* **Your goal**: Collect every line below that contains the word "format".

Records excerpted from a collection
-=-=-
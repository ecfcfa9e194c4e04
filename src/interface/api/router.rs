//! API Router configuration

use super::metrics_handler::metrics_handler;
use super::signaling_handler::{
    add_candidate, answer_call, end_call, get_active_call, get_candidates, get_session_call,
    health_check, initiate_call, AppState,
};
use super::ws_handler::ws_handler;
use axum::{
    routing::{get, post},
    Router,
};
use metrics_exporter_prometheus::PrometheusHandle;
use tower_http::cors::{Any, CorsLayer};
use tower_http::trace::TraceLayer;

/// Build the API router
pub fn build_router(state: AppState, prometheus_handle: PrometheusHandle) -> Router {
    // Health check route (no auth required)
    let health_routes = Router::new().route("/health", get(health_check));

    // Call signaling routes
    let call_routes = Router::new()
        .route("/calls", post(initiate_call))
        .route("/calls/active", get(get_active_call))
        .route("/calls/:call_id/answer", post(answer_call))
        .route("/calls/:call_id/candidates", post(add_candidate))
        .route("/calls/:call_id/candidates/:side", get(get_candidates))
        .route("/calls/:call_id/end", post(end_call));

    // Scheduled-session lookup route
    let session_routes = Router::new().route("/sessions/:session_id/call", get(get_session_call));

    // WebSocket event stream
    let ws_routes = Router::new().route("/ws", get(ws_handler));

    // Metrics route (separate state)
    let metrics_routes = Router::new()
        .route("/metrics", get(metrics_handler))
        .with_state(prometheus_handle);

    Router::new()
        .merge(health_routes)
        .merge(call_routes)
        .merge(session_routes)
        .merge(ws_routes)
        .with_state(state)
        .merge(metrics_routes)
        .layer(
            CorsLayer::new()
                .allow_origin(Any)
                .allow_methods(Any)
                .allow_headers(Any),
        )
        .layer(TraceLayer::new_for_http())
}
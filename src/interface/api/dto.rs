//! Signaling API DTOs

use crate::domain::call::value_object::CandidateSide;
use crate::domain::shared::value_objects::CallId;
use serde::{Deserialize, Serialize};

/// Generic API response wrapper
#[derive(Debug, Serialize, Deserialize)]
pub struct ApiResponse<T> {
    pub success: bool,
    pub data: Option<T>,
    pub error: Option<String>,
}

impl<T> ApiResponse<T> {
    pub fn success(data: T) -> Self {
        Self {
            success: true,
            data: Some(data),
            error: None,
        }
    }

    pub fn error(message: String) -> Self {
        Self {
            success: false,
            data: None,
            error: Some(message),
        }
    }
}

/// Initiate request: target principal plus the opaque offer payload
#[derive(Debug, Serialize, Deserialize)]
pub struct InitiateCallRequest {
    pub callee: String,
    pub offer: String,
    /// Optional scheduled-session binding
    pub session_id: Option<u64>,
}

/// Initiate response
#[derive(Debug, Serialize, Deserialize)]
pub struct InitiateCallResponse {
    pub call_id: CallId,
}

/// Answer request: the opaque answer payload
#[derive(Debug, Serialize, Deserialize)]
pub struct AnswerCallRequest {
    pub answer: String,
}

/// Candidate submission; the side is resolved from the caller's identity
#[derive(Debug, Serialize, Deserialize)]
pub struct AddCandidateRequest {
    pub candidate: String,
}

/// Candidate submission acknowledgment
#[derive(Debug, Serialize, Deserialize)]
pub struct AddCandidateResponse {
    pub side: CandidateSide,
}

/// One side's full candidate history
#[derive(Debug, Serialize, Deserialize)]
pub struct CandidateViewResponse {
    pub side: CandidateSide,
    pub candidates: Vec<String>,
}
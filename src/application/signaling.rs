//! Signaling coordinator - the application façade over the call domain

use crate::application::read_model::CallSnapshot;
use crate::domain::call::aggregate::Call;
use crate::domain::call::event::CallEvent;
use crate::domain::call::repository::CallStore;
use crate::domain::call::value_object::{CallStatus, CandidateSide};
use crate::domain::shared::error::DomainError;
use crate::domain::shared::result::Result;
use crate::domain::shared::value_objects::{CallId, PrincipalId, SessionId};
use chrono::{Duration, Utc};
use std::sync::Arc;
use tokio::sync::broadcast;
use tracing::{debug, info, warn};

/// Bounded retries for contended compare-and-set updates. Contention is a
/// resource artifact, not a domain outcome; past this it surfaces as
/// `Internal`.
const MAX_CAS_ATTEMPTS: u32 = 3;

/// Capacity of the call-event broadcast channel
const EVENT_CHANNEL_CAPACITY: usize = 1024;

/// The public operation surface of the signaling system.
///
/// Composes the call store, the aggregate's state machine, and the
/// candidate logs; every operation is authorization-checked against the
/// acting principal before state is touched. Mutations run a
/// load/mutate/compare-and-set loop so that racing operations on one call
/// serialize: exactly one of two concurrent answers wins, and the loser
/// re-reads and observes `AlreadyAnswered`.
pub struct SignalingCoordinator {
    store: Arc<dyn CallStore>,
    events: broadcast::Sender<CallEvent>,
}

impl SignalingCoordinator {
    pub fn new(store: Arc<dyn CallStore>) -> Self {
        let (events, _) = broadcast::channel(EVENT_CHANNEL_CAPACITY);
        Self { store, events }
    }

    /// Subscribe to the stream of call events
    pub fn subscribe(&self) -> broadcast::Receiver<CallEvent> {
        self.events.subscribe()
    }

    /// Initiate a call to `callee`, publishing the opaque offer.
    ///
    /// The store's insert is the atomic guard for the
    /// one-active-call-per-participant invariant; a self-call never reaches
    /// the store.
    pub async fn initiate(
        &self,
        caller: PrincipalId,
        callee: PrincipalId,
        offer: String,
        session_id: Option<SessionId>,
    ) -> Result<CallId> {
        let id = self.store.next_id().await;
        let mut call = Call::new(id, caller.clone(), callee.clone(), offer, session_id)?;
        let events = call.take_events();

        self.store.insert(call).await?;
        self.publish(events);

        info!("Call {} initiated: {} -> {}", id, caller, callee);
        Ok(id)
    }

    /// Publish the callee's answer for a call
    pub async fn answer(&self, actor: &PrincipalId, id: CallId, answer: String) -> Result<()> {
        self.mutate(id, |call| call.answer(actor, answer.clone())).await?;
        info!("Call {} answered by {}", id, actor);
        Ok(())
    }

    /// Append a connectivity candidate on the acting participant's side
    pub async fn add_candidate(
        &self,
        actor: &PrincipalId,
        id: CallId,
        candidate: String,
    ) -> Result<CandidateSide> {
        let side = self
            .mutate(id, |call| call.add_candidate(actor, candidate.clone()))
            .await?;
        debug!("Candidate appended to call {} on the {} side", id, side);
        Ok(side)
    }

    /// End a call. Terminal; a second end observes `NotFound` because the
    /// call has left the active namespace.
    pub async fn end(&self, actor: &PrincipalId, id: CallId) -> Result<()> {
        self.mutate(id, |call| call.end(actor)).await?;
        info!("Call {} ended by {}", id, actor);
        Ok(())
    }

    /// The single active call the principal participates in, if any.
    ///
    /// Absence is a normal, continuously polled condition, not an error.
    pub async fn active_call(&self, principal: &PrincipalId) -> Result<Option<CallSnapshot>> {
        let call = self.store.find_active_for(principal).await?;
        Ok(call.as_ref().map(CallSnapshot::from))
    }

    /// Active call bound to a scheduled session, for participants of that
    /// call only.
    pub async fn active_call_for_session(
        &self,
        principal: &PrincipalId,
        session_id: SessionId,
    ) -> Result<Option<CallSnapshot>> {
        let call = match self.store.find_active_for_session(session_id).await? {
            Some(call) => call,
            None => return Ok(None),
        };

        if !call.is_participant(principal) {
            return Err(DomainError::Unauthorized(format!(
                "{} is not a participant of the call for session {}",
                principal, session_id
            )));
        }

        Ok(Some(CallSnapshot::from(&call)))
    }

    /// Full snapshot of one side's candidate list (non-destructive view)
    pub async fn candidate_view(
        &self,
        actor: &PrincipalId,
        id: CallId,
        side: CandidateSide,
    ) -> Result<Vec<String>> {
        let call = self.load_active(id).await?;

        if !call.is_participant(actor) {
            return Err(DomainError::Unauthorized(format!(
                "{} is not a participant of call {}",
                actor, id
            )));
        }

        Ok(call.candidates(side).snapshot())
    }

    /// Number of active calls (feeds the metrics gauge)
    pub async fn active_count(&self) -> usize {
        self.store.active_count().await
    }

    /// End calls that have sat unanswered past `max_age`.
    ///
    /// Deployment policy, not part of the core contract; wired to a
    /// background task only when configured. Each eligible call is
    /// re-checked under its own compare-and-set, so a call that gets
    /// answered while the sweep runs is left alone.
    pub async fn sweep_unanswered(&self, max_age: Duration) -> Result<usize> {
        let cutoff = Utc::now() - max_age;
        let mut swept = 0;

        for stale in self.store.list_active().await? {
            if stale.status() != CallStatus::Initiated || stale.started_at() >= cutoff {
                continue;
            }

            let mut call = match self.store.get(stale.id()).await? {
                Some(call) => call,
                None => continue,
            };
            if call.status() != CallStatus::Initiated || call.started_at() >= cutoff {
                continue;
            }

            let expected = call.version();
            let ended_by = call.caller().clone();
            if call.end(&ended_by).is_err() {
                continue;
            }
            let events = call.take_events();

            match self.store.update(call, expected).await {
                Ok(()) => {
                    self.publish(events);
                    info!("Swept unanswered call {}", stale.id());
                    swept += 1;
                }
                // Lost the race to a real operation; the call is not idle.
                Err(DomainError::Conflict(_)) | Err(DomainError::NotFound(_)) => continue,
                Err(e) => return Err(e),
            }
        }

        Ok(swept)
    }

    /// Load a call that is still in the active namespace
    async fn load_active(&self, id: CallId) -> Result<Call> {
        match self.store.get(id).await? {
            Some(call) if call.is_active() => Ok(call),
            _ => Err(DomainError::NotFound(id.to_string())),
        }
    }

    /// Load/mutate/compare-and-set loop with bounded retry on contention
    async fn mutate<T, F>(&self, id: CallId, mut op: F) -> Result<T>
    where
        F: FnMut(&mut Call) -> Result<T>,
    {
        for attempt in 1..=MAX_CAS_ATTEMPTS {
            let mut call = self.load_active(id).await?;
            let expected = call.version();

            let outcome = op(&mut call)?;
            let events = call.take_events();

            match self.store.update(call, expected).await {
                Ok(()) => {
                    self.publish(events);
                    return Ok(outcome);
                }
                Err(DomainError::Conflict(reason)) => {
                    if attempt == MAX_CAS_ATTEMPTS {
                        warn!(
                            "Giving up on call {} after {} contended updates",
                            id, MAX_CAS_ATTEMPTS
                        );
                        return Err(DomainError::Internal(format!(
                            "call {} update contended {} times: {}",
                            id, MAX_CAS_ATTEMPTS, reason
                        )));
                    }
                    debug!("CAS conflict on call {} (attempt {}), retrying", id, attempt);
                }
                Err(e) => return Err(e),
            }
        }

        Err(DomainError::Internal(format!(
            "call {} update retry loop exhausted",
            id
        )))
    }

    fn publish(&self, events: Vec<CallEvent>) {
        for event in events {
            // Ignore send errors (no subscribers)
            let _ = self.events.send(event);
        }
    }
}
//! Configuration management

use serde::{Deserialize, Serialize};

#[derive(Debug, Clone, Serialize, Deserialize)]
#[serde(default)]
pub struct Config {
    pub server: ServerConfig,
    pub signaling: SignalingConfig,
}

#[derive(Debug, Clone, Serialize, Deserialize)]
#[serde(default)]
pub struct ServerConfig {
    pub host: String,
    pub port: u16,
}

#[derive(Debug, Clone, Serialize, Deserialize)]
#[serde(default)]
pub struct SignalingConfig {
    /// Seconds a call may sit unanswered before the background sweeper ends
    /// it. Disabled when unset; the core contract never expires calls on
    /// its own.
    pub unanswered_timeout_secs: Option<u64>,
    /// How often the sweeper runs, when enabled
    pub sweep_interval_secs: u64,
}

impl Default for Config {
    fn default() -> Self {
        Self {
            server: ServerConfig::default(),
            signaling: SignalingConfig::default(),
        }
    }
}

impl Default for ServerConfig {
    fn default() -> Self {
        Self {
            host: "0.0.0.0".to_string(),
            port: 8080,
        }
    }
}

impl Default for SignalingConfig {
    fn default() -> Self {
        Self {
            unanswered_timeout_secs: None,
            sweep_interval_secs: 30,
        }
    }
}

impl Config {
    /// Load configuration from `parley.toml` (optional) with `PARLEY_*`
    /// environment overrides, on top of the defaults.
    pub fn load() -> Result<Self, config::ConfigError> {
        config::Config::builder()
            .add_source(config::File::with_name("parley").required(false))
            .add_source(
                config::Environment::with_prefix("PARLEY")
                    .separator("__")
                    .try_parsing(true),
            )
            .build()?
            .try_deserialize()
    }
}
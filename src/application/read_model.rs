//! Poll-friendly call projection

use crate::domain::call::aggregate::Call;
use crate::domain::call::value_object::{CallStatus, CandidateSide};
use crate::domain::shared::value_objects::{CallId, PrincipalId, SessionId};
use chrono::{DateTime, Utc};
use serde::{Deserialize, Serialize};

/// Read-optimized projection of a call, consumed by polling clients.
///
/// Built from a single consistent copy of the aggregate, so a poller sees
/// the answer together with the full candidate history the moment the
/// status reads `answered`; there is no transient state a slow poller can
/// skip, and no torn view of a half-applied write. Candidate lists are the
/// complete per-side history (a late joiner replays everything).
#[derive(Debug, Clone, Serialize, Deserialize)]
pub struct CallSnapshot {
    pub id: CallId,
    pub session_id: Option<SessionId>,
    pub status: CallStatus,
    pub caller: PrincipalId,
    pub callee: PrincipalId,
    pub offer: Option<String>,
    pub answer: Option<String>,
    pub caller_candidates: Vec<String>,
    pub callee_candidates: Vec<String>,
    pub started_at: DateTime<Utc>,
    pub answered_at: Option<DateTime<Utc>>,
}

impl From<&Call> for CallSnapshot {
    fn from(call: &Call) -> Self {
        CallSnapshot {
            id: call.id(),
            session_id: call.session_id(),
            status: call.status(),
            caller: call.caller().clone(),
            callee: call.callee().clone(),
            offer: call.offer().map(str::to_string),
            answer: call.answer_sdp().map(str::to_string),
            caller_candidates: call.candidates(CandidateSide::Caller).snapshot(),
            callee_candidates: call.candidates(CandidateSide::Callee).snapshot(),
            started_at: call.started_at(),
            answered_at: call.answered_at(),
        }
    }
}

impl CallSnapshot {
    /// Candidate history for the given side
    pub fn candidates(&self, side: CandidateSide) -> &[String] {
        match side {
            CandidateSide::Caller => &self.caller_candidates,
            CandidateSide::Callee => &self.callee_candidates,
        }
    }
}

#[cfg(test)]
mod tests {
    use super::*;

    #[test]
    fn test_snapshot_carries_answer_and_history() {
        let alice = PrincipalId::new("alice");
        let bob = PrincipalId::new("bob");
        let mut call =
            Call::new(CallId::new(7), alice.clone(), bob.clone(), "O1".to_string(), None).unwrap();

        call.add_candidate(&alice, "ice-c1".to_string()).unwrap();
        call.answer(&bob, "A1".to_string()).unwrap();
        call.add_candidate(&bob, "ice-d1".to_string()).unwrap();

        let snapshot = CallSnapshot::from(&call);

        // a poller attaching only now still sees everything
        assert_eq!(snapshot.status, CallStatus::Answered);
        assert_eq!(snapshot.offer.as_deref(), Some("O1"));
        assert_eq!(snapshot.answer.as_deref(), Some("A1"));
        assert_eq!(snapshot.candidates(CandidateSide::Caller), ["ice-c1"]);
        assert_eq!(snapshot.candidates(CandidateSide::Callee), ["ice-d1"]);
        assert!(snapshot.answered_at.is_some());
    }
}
-=-=-
* **Completed task**:
            return Err(DomainError::Unauthorized(format!(
            return Err(DomainError::Unauthorized(format!(
                        return Err(DomainError::Internal(format!(
        Err(DomainError::Internal(format!(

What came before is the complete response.